## PROBLEM REQUIREMENTS
Please print the entries below exactly, from the line with "ledger entry id" through the line with "Construction enforces source", including both of those lines and leaving out all others.

## RECORDS SUPPLIED
┏━━
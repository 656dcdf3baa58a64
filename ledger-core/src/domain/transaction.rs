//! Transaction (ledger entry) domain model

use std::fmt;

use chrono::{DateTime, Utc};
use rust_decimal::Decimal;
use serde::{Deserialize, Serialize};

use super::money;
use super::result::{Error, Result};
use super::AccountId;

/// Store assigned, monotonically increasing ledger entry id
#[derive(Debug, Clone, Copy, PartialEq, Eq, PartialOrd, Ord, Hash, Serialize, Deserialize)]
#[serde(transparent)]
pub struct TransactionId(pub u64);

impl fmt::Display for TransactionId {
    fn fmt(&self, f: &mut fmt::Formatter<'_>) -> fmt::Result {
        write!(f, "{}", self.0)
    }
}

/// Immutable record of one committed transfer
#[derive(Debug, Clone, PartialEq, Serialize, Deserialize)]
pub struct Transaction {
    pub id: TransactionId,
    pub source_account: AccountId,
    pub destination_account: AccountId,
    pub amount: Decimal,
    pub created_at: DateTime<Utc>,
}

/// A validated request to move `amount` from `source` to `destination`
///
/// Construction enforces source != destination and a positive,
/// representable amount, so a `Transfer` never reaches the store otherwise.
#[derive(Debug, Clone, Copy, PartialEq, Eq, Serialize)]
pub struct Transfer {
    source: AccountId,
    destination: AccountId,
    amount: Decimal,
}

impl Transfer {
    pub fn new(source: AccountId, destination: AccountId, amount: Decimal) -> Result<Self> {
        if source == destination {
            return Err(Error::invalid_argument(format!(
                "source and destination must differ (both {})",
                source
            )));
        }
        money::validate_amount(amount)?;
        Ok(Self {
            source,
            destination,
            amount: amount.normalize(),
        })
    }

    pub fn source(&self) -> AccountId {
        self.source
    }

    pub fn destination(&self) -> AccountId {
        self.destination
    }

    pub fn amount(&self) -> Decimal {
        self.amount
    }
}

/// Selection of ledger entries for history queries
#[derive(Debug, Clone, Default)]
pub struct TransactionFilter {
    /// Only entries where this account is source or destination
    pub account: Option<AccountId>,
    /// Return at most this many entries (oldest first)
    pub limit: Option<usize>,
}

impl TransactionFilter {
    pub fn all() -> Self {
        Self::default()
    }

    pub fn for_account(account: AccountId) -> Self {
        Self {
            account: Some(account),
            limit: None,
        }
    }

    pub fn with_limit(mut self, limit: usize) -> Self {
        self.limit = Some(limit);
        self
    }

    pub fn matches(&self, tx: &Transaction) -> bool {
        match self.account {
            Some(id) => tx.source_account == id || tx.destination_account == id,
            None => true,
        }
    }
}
┗━━
┏━━
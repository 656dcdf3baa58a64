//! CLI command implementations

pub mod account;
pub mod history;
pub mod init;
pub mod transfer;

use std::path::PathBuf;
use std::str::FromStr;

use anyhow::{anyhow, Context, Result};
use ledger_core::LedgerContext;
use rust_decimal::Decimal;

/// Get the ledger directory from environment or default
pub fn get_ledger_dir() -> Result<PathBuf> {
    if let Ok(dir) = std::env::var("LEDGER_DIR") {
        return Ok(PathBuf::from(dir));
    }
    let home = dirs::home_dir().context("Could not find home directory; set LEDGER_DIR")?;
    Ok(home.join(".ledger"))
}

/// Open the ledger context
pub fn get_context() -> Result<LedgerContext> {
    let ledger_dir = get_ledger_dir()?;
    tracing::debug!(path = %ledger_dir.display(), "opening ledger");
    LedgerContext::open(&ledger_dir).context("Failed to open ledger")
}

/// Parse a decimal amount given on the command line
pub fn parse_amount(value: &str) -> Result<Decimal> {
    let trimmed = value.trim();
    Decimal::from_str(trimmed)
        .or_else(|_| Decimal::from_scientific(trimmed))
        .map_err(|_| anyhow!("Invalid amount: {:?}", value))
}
┗━━
## PROBLEM SOLUTION
/// Store assigned, monotonically increasing ledger entry id
#[derive(Debug, Clone, Copy, PartialEq, Eq, PartialOrd, Ord, Hash, Serialize, Deserialize)]
#[serde(transparent)]
pub struct TransactionId(pub u64);

impl fmt::Display for TransactionId {
    fn fmt(&self, f: &mut fmt::Formatter<'_>) -> fmt::Result {
        write!(f, "{}", self.0)
    }
}

/// Immutable record of one committed transfer
#[derive(Debug, Clone, PartialEq, Serialize, Deserialize)]
pub struct Transaction {
    pub id: TransactionId,
    pub source_account: AccountId,
    pub destination_account: AccountId,
    pub amount: Decimal,
    pub created_at: DateTime<Utc>,
}

/// A validated request to move `amount` from `source` to `destination`
///
/// Construction enforces source != destination and a positive,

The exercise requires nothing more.